Analisi di efficacia da più studi clinici
L’analisi di efficacia fornita all’agenzia includeva i risultati aggregati di due studi di fase I/II e III su donislecel, che nel complesso hanno coinvolto 30 soggetti adulti (età media 45,6 anni, per l’80% donne, 100% bianchi) con diabete di tipo 1 da almeno 9 anni.

I pazienti hanno ricevuto fino a tre trapianti contenenti ognuno una dose pari a 10.000 equivalenti di cellule insulari/kg, per favorire il successo dell’attecchimento e l’indipendenza dall’insulina. L’endpoint composito primario degli studi era un livello di emoglobina glicata (HbA1c) del 6,5% o inferiore e l’assenza di eventi ipoglicemici gravi dopo 1 anno dall’ultimo trapianto.

L’analisi aggregata ha mostrato che il 63% dei pazienti ha raggiunto il successo del trattamento come definito dall’endpoint primario e l’83,3% ha raggiunto l’indipendenza dall’insulina dopo il trattamento, definita come il non utilizzo mantenendo l’HbA1c al 6,5% o inferiore due settimane dopo il trapianto.

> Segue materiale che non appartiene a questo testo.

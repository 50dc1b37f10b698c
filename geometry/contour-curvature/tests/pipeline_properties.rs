//! End-to-end behaviour of the curvature pipeline.
//!
//! Organized by concern:
//!
//! - Geometry: circles and straight lines
//! - Evaluation positions: resampling counts, ordering and padding
//! - Errors: configuration, underdetermined fits, batch isolation
//! - Determinism

#![allow(clippy::unwrap_used)]
#![allow(clippy::expect_used)]
#![allow(clippy::cast_precision_loss)]

use std::f64::consts::TAU;

use approx::assert_relative_eq;
use contour_curvature::{
    Contour, CurvatureError, CurvatureMethod, CurvatureParams, CurvaturePipeline, Point2,
    SampleParameter, parametrize,
};

fn circle(radius: f64, n: usize) -> Contour {
    (0..n)
        .map(|i| {
            let theta = TAU * i as f64 / n as f64;
            Point2::new(radius * theta.cos(), radius * theta.sin())
        })
        .collect()
}

fn line(n: usize) -> Contour {
    (0..n)
        .map(|i| Point2::new(3.0 + 0.8 * i as f64, -1.0 + 0.6 * i as f64))
        .collect()
}

fn pipeline(params: CurvatureParams) -> CurvaturePipeline {
    CurvaturePipeline::new(params).expect("valid params")
}

// =============================================================================
// Geometry
// =============================================================================

mod geometry {
    use super::*;

    #[test]
    fn unit_circle_polynomial_fit() {
        let params = CurvatureParams::polynomial_fit(150).order(3).fit_half_width(5);
        let result = pipeline(params).run(&circle(1.0, 200)).unwrap();

        assert_eq!(result.len(), 150);
        for sample in &result.samples {
            assert_relative_eq!(sample.curvature, 1.0, epsilon = 0.05);
        }
    }

    #[test]
    fn unit_circle_at_input_positions() {
        let params = CurvatureParams::polynomial_at_input_positions();
        let result = pipeline(params).run(&circle(1.0, 200)).unwrap();

        // d[pad..n - pad - 1]
        assert_eq!(result.len(), 200 - 2 * 10 - 1);
        for sample in &result.samples {
            assert_relative_eq!(sample.curvature, 1.0, epsilon = 0.05);
        }
    }

    #[test]
    fn pixel_scale_circle_matches_inverse_radius() {
        let radius = 25.0;
        let params = CurvatureParams::polynomial_fit(80).weighted(2.0);
        let result = pipeline(params).run(&circle(radius, 160)).unwrap();
        for sample in &result.samples {
            assert_relative_eq!(sample.curvature, 1.0 / radius, epsilon = 1e-3);
        }
    }

    #[test]
    fn narrow_gaussian_weights_still_estimate() {
        let contour = circle(20.0, 400);
        for width_factor in [10.0, 20.0, 40.0] {
            let params = CurvatureParams::polynomial_fit(50).weighted(width_factor);
            let result = pipeline(params).run(&contour).unwrap();
            assert_eq!(result.len(), 50);
            for sample in &result.samples {
                assert_relative_eq!(sample.curvature, 0.05, epsilon = 2e-3);
            }
        }

        // Only the center sample carries weight: the fit degenerates to a
        // constant, which is reported per sample rather than as an error.
        let params = CurvatureParams::polynomial_fit(50).weighted(100.0);
        let result = pipeline(params).run(&contour).unwrap();
        assert_eq!(result.len(), 50);
        assert!(result.rank_deficient_fits > 0);
    }

    #[test]
    fn straight_line_is_flat_for_both_methods() {
        let contour = line(60);

        let discrete = pipeline(CurvatureParams::discrete()).run(&contour).unwrap();
        assert_eq!(discrete.len(), 60);
        assert!(discrete.samples.iter().all(|s| s.curvature < 1e-9));

        let poly = pipeline(CurvatureParams::polynomial_fit(30)).run(&contour).unwrap();
        assert_eq!(poly.len(), 30);
        assert!(poly.samples.iter().all(|s| s.curvature < 1e-6));
    }

    #[test]
    fn discrete_clamps_at_one() {
        // Radius 0.25 has curvature 4.
        let result = pipeline(CurvatureParams::discrete()).run(&circle(0.25, 40)).unwrap();
        for sample in &result.samples[2..38] {
            assert_eq!(sample.curvature, 1.0);
        }

        // Values already below the cap pass through.
        let result = pipeline(CurvatureParams::discrete()).run(&circle(4.0, 40)).unwrap();
        for sample in &result.samples[2..38] {
            assert_relative_eq!(sample.curvature, 0.25, epsilon = 1e-9);
        }
    }

    #[test]
    fn polynomial_positions_are_fitted() {
        let params = CurvatureParams::polynomial_fit(37);
        let result = pipeline(params).run(&circle(12.0, 150)).unwrap();
        for sample in &result.samples {
            assert_relative_eq!(sample.position.coords.norm(), 12.0, epsilon = 1e-2);
            let pixel = sample.pixel();
            assert_eq!(pixel.col, sample.position.x.round() as i64);
            assert_eq!(pixel.row, sample.position.y.round() as i64);
        }
    }
}

// =============================================================================
// Evaluation positions
// =============================================================================

mod evaluation {
    use super::*;

    #[test]
    fn resampling_returns_exact_count_in_increasing_order() {
        for n in [1, 2, 17, 64, 500] {
            let params = CurvatureParams::polynomial_fit(n);
            let result = pipeline(params).run(&circle(6.0, 120)).unwrap();
            assert_eq!(result.len(), n);

            let arc: Vec<f64> = result
                .samples
                .iter()
                .map(|s| match s.parameter {
                    SampleParameter::ArcLength(d) => d,
                    SampleParameter::Index(_) => panic!("expected arc length"),
                })
                .collect();
            assert!(arc.windows(2).all(|w| w[1] > w[0]));
        }
    }

    #[test]
    fn pad_covering_whole_contour_is_empty_not_error() {
        let contour = line(21);
        for params in [
            CurvatureParams::polynomial_fit(40).pad(10),
            CurvatureParams::polynomial_at_input_positions().pad(10),
        ] {
            let result = pipeline(params).run(&contour).unwrap();
            assert!(result.is_empty());
            assert!(!result.has_instabilities());
        }
    }

    #[test]
    fn evaluation_stays_inside_padded_range() {
        let contour = circle(5.0, 90);
        let trace = parametrize(&contour, 11).unwrap();
        let d = trace.distances();

        let result = pipeline(CurvatureParams::polynomial_fit(25).pad(7)).run(&contour).unwrap();
        let first = result.samples.first().unwrap().parameter.value();
        let last = result.samples.last().unwrap().parameter.value();
        assert_relative_eq!(first, d[7], epsilon = 1e-9);
        assert_relative_eq!(last, d[90 - 7 - 1], epsilon = 1e-9);
    }

    #[test]
    fn duplicate_points_do_not_disturb_the_estimate() {
        let contour: Contour = circle(2.0, 100)
            .into_points()
            .into_iter()
            .flat_map(|p| [p, p])
            .collect();

        let result = pipeline(CurvatureParams::polynomial_fit(40)).run(&contour).unwrap();
        assert_eq!(result.len(), 40);
        for sample in &result.samples {
            assert_relative_eq!(sample.curvature, 0.5, epsilon = 0.01);
        }
        assert!(!result.has_instabilities());
    }
}

// =============================================================================
// Errors
// =============================================================================

mod errors {
    use super::*;

    #[test]
    fn underdetermined_order_is_rejected() {
        let params = CurvatureParams::polynomial_fit(10).order(5).fit_half_width(2);
        let err = CurvaturePipeline::new(params).unwrap_err();
        assert_eq!(err, CurvatureError::underdetermined(5, 5));
    }

    #[test]
    fn incompatible_options_are_rejected_up_front() {
        let params = CurvatureParams {
            method: CurvatureMethod::PolynomialFit,
            evaluate_at_input_positions: true,
            resampled_points: Some(100),
            ..CurvatureParams::default()
        };
        assert!(CurvaturePipeline::new(params).unwrap_err().is_invalid_configuration());
    }

    #[test]
    fn degenerate_contour_after_dedup() {
        let contour = Contour::from_coords(&[[1.0, 1.0]; 40]);
        let err = pipeline(CurvatureParams::polynomial_fit(10)).run(&contour).unwrap_err();
        assert_eq!(err, CurvatureError::degenerate(11, 1));
    }

    #[test]
    fn batch_failures_do_not_abort_other_contours() {
        let contours = vec![
            circle(3.0, 100),
            Contour::from_coords(&[[0.0, 0.0], [1.0, 0.0], [2.0, 0.0]]),
            circle(6.0, 100),
            Contour::default(),
        ];
        let batch = pipeline(CurvatureParams::polynomial_fit(20)).run_batch(&contours);

        let processed: Vec<usize> = batch.contours.iter().map(|c| c.contour_index).collect();
        assert_eq!(processed, vec![0, 2]);
        let failed: Vec<usize> = batch.failures.iter().map(|f| f.contour_index).collect();
        assert_eq!(failed, vec![1, 3]);
        assert!(batch.failures.iter().all(|f| f.error.is_degenerate()));

        assert_eq!(batch.sample_count(), 40);
        let stats = batch.statistics().unwrap();
        assert_relative_eq!(stats.min, 1.0 / 6.0, epsilon = 1e-3);
        assert_relative_eq!(stats.max, 1.0 / 3.0, epsilon = 1e-3);
    }
}

// =============================================================================
// Determinism
// =============================================================================

mod determinism {
    use super::*;

    #[test]
    fn identical_runs_are_bit_identical() {
        let contours: Vec<Contour> = (2..8).map(|r| circle(f64::from(r), 75)).collect();
        for params in [
            CurvatureParams::discrete(),
            CurvatureParams::polynomial_fit(33).weighted(1.5),
            CurvatureParams::polynomial_at_input_positions().parallel(true),
        ] {
            let p = pipeline(params);
            let first = p.run_batch(&contours);
            let second = p.run_batch(&contours);
            assert_eq!(first.contours, second.contours);
        }
    }
}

«I dati sull’indipendenza prolungata dall’insulina sono stati convincenti» ha detto il membro del panel Sean Morrison, direttore del Children’s Medical Center Research Institute presso lo University of Texas Southwestern Medical Center. «I risultati hanno soddisfatto il benchmark minimo di 4 anni di indipendenza per fornire quei benefici che il gruppo di esperti aveva concordato in precedenza. Le evidenze suggeriscono che in molti pazienti hanno avuto benefici con questo tipo di trapianto, quindi ho votato sì, anche se la dimensione del mercato per questa terapia potrebbe diminuire nel tempo».

Richiesti alcuni chiarimenti allo sviluppatore
La Fda ha richiesto ulteriori chiarimenti al produttore in merito ai dati mancanti e all’inclusione di pazienti i cui valori basali potrebbero essere vicini a quelli stabiliti dall’endopoint primario. Ha infatti rilevato che solo il 16,7% dei pazienti in studio ha avuto almeno un evento ipoglicemico grave documentato nell’anno precedente al primo trapianto di donislecel e che il 37% dei soggetti aveva un livello di HbA1c del 7% o inferiore come valore più recente prima del primo trapianto.

«Riteniamo pertanto che il richiedente non abbia dimostrato che il trapianto di cellule insulari allogeniche con donislecel riduca l’incidenza di gravi eventi ipoglicemici o che sia in grado di ripristinare la consapevolezza dell’ipoglicemia nei soggetti trattati» ha scritto l’agenzia nel suo documento informativo.